L’analyse de la dernière convention conclue par la France semble traduire un durcissement, mais surtout préfigure l’instauration d’une « taxe sur la citoyenneté française ».


Considérée comme un paradis fiscal figurant dans la liste grise de l’OCDE, la Principauté a levé son secret bancaire aux fins fiscales en 2009, signé 19 accords d’échange d’informations fiscales conformes aux préconisations de l’OCDE(1), passé avec succès la première partie de la revue par les pairs prévue par l’OCDE sur l’effectivité de l’échange de renseignements fiscaux(2), et enfin, le 4 avril 2012, signé avec la France sa première convention fiscale, complétée d’un protocole. D’autres seront à suivre avec ses principaux partenaires que sont l’Espagne et l’Allemagne.

Dans l’intervalle, la Principauté a institué un impôt sur les sociétés de 10 % (à compter du 1er janvier 2012) avec des régimes attractifs de société holding, d’exploitation d’incorporel (du type patent box avec imposition effective à 2 %) ou d’imposition réduite des intérêts intra-groupe notamment. Les particuliers devraient être soumis à un impôt sur le revenu général à compter de 2013. Pour l’instant un impôt de 10 % frappe les activités commerciales et les non résidents sont soumis à une imposition spécifique depuis le 1er janvier 2012 de 10 % également avec certains taux réduits. Enfin la TVA devrait être introduite en 2013 en remplacement de la taxe actuelle.

L’étendue des avantages de la convention dépendra pour une large part de l’imposition effective dans le pays de résidence et de la nationalité française ou non du bénéficiaire des revenus, ce qui est une première. Par ailleurs, la convention contient des dispositifs anti-abus autonomes.

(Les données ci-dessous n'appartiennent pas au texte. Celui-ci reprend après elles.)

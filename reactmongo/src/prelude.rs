//! Convenient re-exports of commonly used types from reactmongo.
//!
//! ```ignore
//! use reactmongo::prelude::*;
//! ```
//!
//! This provides access to:
//! - The connection, its builder and the event loop callbacks run on
//! - Completion handles returned by operations
//! - The dynamic value type and the driver interface
//! - Error types

pub use reactmongo_core::{
    connection::{Connection, ConnectionBuilder},
    context::{EventLoop, LoopHandle},
    deferred::{Deferred, DeferredValue, DeferredWrite},
    driver::{Driver, HostSpec, Namespace},
    value::{Value, ValueMap},
    error::{DriverError, DriverResult, ReactMongoError, ReactMongoResult},
};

La convention s’applique à l’impôt sur le revenu, à l’impôt sur les sociétés et à ses contributions additionnelles. Le droit interne en matière d’impôt sur la fortune reste pleinement applicable. Les taux plafonds de retenue à la source sont de 5 % pour les intérêts, redevances (sauf pour droits d’auteurs et assimilés), et dividendes versés à une société détenant une participation de 10 %(3), 15 % à défaut. Les fonds ou sociétés d’investissement peuvent bénéficier des taux conventionnels sur intérêts et dividendes à hauteur des droits détenus par des résidents de l’Etat de la société. Les plus-values sont imposables dans l’Etat de résidence sauf cas des titres faisant partie d’une participation substantielle (25 % ou plus) ou portant sur une société à prépondérance immobilière dont la cession reste imposable dans l’Etat de la société ou de l’immeuble. Les pensions de retraite ne sont imposables que dans l’Etat de résidence sauf en ce qui concerne les pensions publiques restant imposables uniquement dans l’Etat débiteur.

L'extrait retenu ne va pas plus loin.